About this exercise:
Determine how many lines of the material hold the string "crate" and reply with only that number.

Top of Task input

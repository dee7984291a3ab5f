//! Voxel geometry and the volumes a sample produces.
//!
//! Volumes are [`ndarray::Array3`] indexed `[[x, y, z]]`. Volumes created by
//! this crate use Fortran (column-major) layout, so the linear voxel index
//! `x + y·width + z·width·height` matches memory order.

use ndarray::{Array3, ShapeBuilder};

#[cfg(feature = "serde")]
use serde::{Deserialize, Serialize};

use crate::error::{Error, Result};

/// A final label map: one label per voxel.
pub type LabelVolume = Array3<u32>;

/// Extent of a 3D volume in voxels.
#[derive(Clone, Copy, Debug, PartialEq, Eq, Hash)]
#[cfg_attr(feature = "serde", derive(Serialize, Deserialize))]
pub struct Dimensions {
    /// Voxels along x.
    pub width: usize,
    /// Voxels along y.
    pub height: usize,
    /// Voxels along z.
    pub depth: usize,
}

/// Position of a voxel.
#[derive(Clone, Copy, Debug, PartialEq, Eq, Hash)]
#[cfg_attr(feature = "serde", derive(Serialize, Deserialize))]
pub struct VoxelCoord {
    /// Column.
    pub x: usize,
    /// Row.
    pub y: usize,
    /// Slice.
    pub z: usize,
}

impl VoxelCoord {
    /// A coordinate.
    #[must_use]
    pub fn new(x: usize, y: usize, z: usize) -> Self {
        Self { x, y, z }
    }

    /// The `[x, y, z]` index into an [`Array3`].
    #[must_use]
    pub fn index(self) -> [usize; 3] {
        [self.x, self.y, self.z]
    }
}

impl Dimensions {
    /// A volume extent.
    #[must_use]
    pub fn new(width: usize, height: usize, depth: usize) -> Self {
        Self {
            width,
            height,
            depth,
        }
    }

    /// Extent of an existing array.
    #[must_use]
    pub fn of<T>(volume: &Array3<T>) -> Self {
        let (width, height, depth) = volume.dim();
        Self::new(width, height, depth)
    }

    /// Total number of voxels.
    #[must_use]
    pub fn voxel_count(self) -> usize {
        self.width * self.height * self.depth
    }

    /// The `(width, height, depth)` shape tuple.
    #[must_use]
    pub fn shape(self) -> (usize, usize, usize) {
        (self.width, self.height, self.depth)
    }

    /// Whether `coord` lies inside the volume.
    #[must_use]
    pub fn contains(self, coord: VoxelCoord) -> bool {
        coord.x < self.width && coord.y < self.height && coord.z < self.depth
    }

    /// Linear index of `coord`, x fastest.
    #[must_use]
    pub fn linear_index(self, coord: VoxelCoord) -> usize {
        coord.x + self.width * (coord.y + self.height * coord.z)
    }

    /// Coordinate of a linear index.
    #[must_use]
    pub fn coord(self, index: usize) -> VoxelCoord {
        let plane = self.width * self.height;
        VoxelCoord {
            x: index % self.width,
            y: (index % plane) / self.width,
            z: index / plane,
        }
    }

    /// A Fortran-ordered volume of this extent with every voxel set to `value`.
    #[must_use]
    pub fn filled<T: Clone>(self, value: T) -> Array3<T> {
        Array3::from_elem(self.shape().f(), value)
    }

    /// Build a Fortran-ordered volume from values in linear-index order.
    ///
    /// # Errors
    ///
    /// Returns `Error::ShapeMismatch` if `values` does not hold one value per voxel.
    pub fn volume_from_vec<T>(self, values: Vec<T>) -> Result<Array3<T>> {
        let len = values.len();
        Array3::from_shape_vec(self.shape().f(), values).map_err(|_| {
            Error::ShapeMismatch(format!(
                "{len} values for a {}x{}x{} volume",
                self.width, self.height, self.depth
            ))
        })
    }

    /// Fail unless `other` has the same extent.
    ///
    /// # Errors
    ///
    /// Returns `Error::ShapeMismatch` describing both extents.
    pub fn ensure_same(self, other: Self, what: &str) -> Result<()> {
        if self == other {
            Ok(())
        } else {
            Err(Error::ShapeMismatch(format!(
                "{what} is {}x{}x{}, expected {}x{}x{}",
                other.width, other.height, other.depth, self.width, self.height, self.depth
            )))
        }
    }
}

/// One probability volume per label, all of the same extent.
#[derive(Clone, Debug, PartialEq)]
pub struct ProbabilityVolumeSet {
    volumes: Vec<Array3<f64>>,
}

impl ProbabilityVolumeSet {
    /// Wrap per-label volumes.
    ///
    /// # Errors
    ///
    /// Returns `Error::ShapeMismatch` if the set is empty or the volumes differ in extent.
    pub fn new(volumes: Vec<Array3<f64>>) -> Result<Self> {
        let first = volumes
            .first()
            .ok_or_else(|| Error::ShapeMismatch("probability set holds no volumes".to_owned()))?;
        let dims = Dimensions::of(first);
        for volume in &volumes[1..] {
            dims.ensure_same(Dimensions::of(volume), "probability volume")?;
        }
        Ok(Self { volumes })
    }

    /// Every voxel gets probability `1 / label_count` per label.
    #[must_use]
    #[allow(clippy::cast_precision_loss)]
    pub fn uniform(dims: Dimensions, label_count: usize) -> Self {
        let p = 1.0 / label_count.max(1) as f64;
        Self {
            volumes: (0..label_count.max(1))
                .map(|_| dims.filled(p))
                .collect(),
        }
    }

    /// Number of labels.
    #[must_use]
    pub fn label_count(&self) -> usize {
        self.volumes.len()
    }

    /// Common extent of the volumes.
    #[must_use]
    pub fn dimensions(&self) -> Dimensions {
        self.volumes
            .first()
            .map_or(Dimensions::new(0, 0, 0), Dimensions::of)
    }

    /// Probability volume of `label`.
    #[must_use]
    pub fn get(&self, label: usize) -> Option<&Array3<f64>> {
        self.volumes.get(label)
    }

    /// Probability of `label` at `coord`.
    #[must_use]
    pub fn probability(&self, label: usize, coord: VoxelCoord) -> f64 {
        self.volumes[label][coord.index()]
    }

    /// Iterate the per-label volumes.
    pub fn iter(&self) -> core::slice::Iter<'_, Array3<f64>> {
        self.volumes.iter()
    }

    /// Unwrap into the per-label volumes.
    #[must_use]
    pub fn into_inner(self) -> Vec<Array3<f64>> {
        self.volumes
    }
}

impl<'a> IntoIterator for &'a ProbabilityVolumeSet {
    type Item = &'a Array3<f64>;
    type IntoIter = core::slice::Iter<'a, Array3<f64>>;

    fn into_iter(self) -> Self::IntoIter {
        self.volumes.iter()
    }
}
//! Distance functions between per-voxel feature vectors.
//!
//! The diffusion solver turns the distance between the feature vectors of two
//! neighbouring voxels into an edge weight. Each channel of a parameter range
//! declares which of these functions a generator may choose from; a parameter
//! set records its choice as an index into that declared list.
//!
//! | Function | Short name | Definition |
//! |----------|------------|------------|
//! | [`L1`](DistanceFunction::L1) | `l1` | `Σ |aᵢ - bᵢ|` |
//! | [`L2`](DistanceFunction::L2) | `l2` | `sqrt(Σ (aᵢ - bᵢ)²)` |
//! | [`LInfinity`](DistanceFunction::LInfinity) | `linf` | `max |aᵢ - bᵢ|` |
//! | [`Cosine`](DistanceFunction::Cosine) | `cos` | `1 - cos θ`, 0 for a zero-length vector |
//! | [`JensenShannon`](DistanceFunction::JensenShannon) | `js` | square root of the JS divergence of the normalised vectors |
//! | [`KullbackLeibler`](DistanceFunction::KullbackLeibler) | `kl` | `Σ pᵢ ln(pᵢ / qᵢ)` over the normalised vectors |
//! | [`ChiSquare`](DistanceFunction::ChiSquare) | `cs` | `½ Σ (pᵢ - qᵢ)² / (pᵢ + qᵢ)` over the normalised vectors |
//! | [`EarthMovers`](DistanceFunction::EarthMovers) | `em` | `Σ |cumulative(p - q)|` over the normalised vectors |
//! | [`Squared`](DistanceFunction::Squared) | `sq` | `Σ (aᵢ - bᵢ)²` |
//! | [`Null`](DistanceFunction::Null) | `null` | always 0 |
//!
//! "Normalised" means divided by the component sum; a vector whose sum is not
//! positive is used unchanged.

use core::fmt;

#[cfg(feature = "serde")]
use serde::{Deserialize, Serialize};

/// A distance between two equally long feature vectors.
#[derive(Clone, Copy, Debug, PartialEq, Eq, Hash)]
#[cfg_attr(feature = "serde", derive(Serialize, Deserialize))]
pub enum DistanceFunction {
    /// Manhattan distance.
    L1,
    /// Euclidean distance.
    L2,
    /// Chebyshev distance.
    LInfinity,
    /// One minus the cosine of the angle between the vectors.
    Cosine,
    /// Jensen-Shannon distance.
    JensenShannon,
    /// Kullback-Leibler divergence.
    KullbackLeibler,
    /// Chi-square distance.
    ChiSquare,
    /// Earth mover's distance for one-dimensional histograms.
    EarthMovers,
    /// Squared Euclidean distance.
    Squared,
    /// Constant zero.
    Null,
}

impl DistanceFunction {
    /// Every distance function, in registry order.
    pub const ALL: [Self; 10] = [
        Self::L1,
        Self::L2,
        Self::LInfinity,
        Self::Cosine,
        Self::JensenShannon,
        Self::KullbackLeibler,
        Self::ChiSquare,
        Self::EarthMovers,
        Self::Squared,
        Self::Null,
    ];

    /// The token used in parameter range files and descriptors.
    #[must_use]
    pub fn short_name(self) -> &'static str {
        match self {
            Self::L1 => "l1",
            Self::L2 => "l2",
            Self::LInfinity => "linf",
            Self::Cosine => "cos",
            Self::JensenShannon => "js",
            Self::KullbackLeibler => "kl",
            Self::ChiSquare => "cs",
            Self::EarthMovers => "em",
            Self::Squared => "sq",
            Self::Null => "null",
        }
    }

    /// Human-readable name.
    #[must_use]
    pub fn name(self) -> &'static str {
        match self {
            Self::L1 => "L1 norm",
            Self::L2 => "L2 norm",
            Self::LInfinity => "L-infinity norm",
            Self::Cosine => "Cosine distance",
            Self::JensenShannon => "Jensen-Shannon distance",
            Self::KullbackLeibler => "Kullback-Leibler divergence",
            Self::ChiSquare => "Chi-square distance",
            Self::EarthMovers => "Earth mover's distance",
            Self::Squared => "Squared distance",
            Self::Null => "Null distance",
        }
    }

    /// Look a function up by its short name.
    #[must_use]
    pub fn from_short_name(name: &str) -> Option<Self> {
        Self::ALL.into_iter().find(|f| f.short_name() == name)
    }

    /// Distance between `a` and `b`.
    ///
    /// Only the common prefix is compared if the lengths differ.
    #[must_use]
    pub fn distance(self, a: &[f64], b: &[f64]) -> f64 {
        let n = a.len().min(b.len());
        let (a, b) = (&a[..n], &b[..n]);
        match self {
            Self::L1 => a.iter().zip(b).map(|(x, y)| (x - y).abs()).sum(),
            Self::L2 => squared(a, b).sqrt(),
            Self::LInfinity => a
                .iter()
                .zip(b)
                .map(|(x, y)| (x - y).abs())
                .fold(0.0, f64::max),
            Self::Cosine => cosine(a, b),
            Self::JensenShannon => jensen_shannon(&normalized(a), &normalized(b)),
            Self::KullbackLeibler => kullback_leibler(&normalized(a), &normalized(b)),
            Self::ChiSquare => chi_square(&normalized(a), &normalized(b)),
            Self::EarthMovers => earth_movers(&normalized(a), &normalized(b)),
            Self::Squared => squared(a, b),
            Self::Null => 0.0,
        }
    }
}

impl fmt::Display for DistanceFunction {
    fn fmt(&self, f: &mut fmt::Formatter<'_>) -> fmt::Result {
        f.write_str(self.short_name())
    }
}

fn squared(a: &[f64], b: &[f64]) -> f64 {
    a.iter().zip(b).map(|(x, y)| (x - y) * (x - y)).sum()
}

fn cosine(a: &[f64], b: &[f64]) -> f64 {
    let dot: f64 = a.iter().zip(b).map(|(x, y)| x * y).sum();
    let len_a = a.iter().map(|x| x * x).sum::<f64>().sqrt();
    let len_b = b.iter().map(|x| x * x).sum::<f64>().sqrt();
    if len_a == 0.0 || len_b == 0.0 {
        return 0.0;
    }
    1.0 - (dot / (len_a * len_b)).clamp(-1.0, 1.0)
}

fn normalized(v: &[f64]) -> Vec<f64> {
    let sum: f64 = v.iter().sum();
    if sum > 0.0 {
        v.iter().map(|x| x / sum).collect()
    } else {
        v.to_vec()
    }
}

fn kullback_leibler(p: &[f64], q: &[f64]) -> f64 {
    p.iter()
        .zip(q)
        .map(|(pi, qi)| pi * (pi / qi).ln())
        .filter(|term| term.is_finite())
        .sum()
}

fn jensen_shannon(p: &[f64], q: &[f64]) -> f64 {
    let m: Vec<f64> = p.iter().zip(q).map(|(x, y)| 0.5 * (x + y)).collect();
    let divergence = 0.5 * kullback_leibler(p, &m) + 0.5 * kullback_leibler(q, &m);
    divergence.max(0.0).sqrt()
}

fn chi_square(p: &[f64], q: &[f64]) -> f64 {
    let sum: f64 = p
        .iter()
        .zip(q)
        .filter(|(x, y)| *x + *y != 0.0)
        .map(|(x, y)| (x - y) * (x - y) / (x + y))
        .sum();
    sum / 2.0
}

fn earth_movers(p: &[f64], q: &[f64]) -> f64 {
    let mut carried = 0.0;
    let mut total = 0.0;
    for (x, y) in p.iter().zip(q) {
        carried += x - y;
        total += f64::abs(carried);
    }
    total
}
#![allow(clippy::cast_precision_loss)]

#[path = "../common/mod.rs"]
mod common;

mod grid;
mod latin_hypercube;
mod random;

Bottom of Task input

Answer box:
2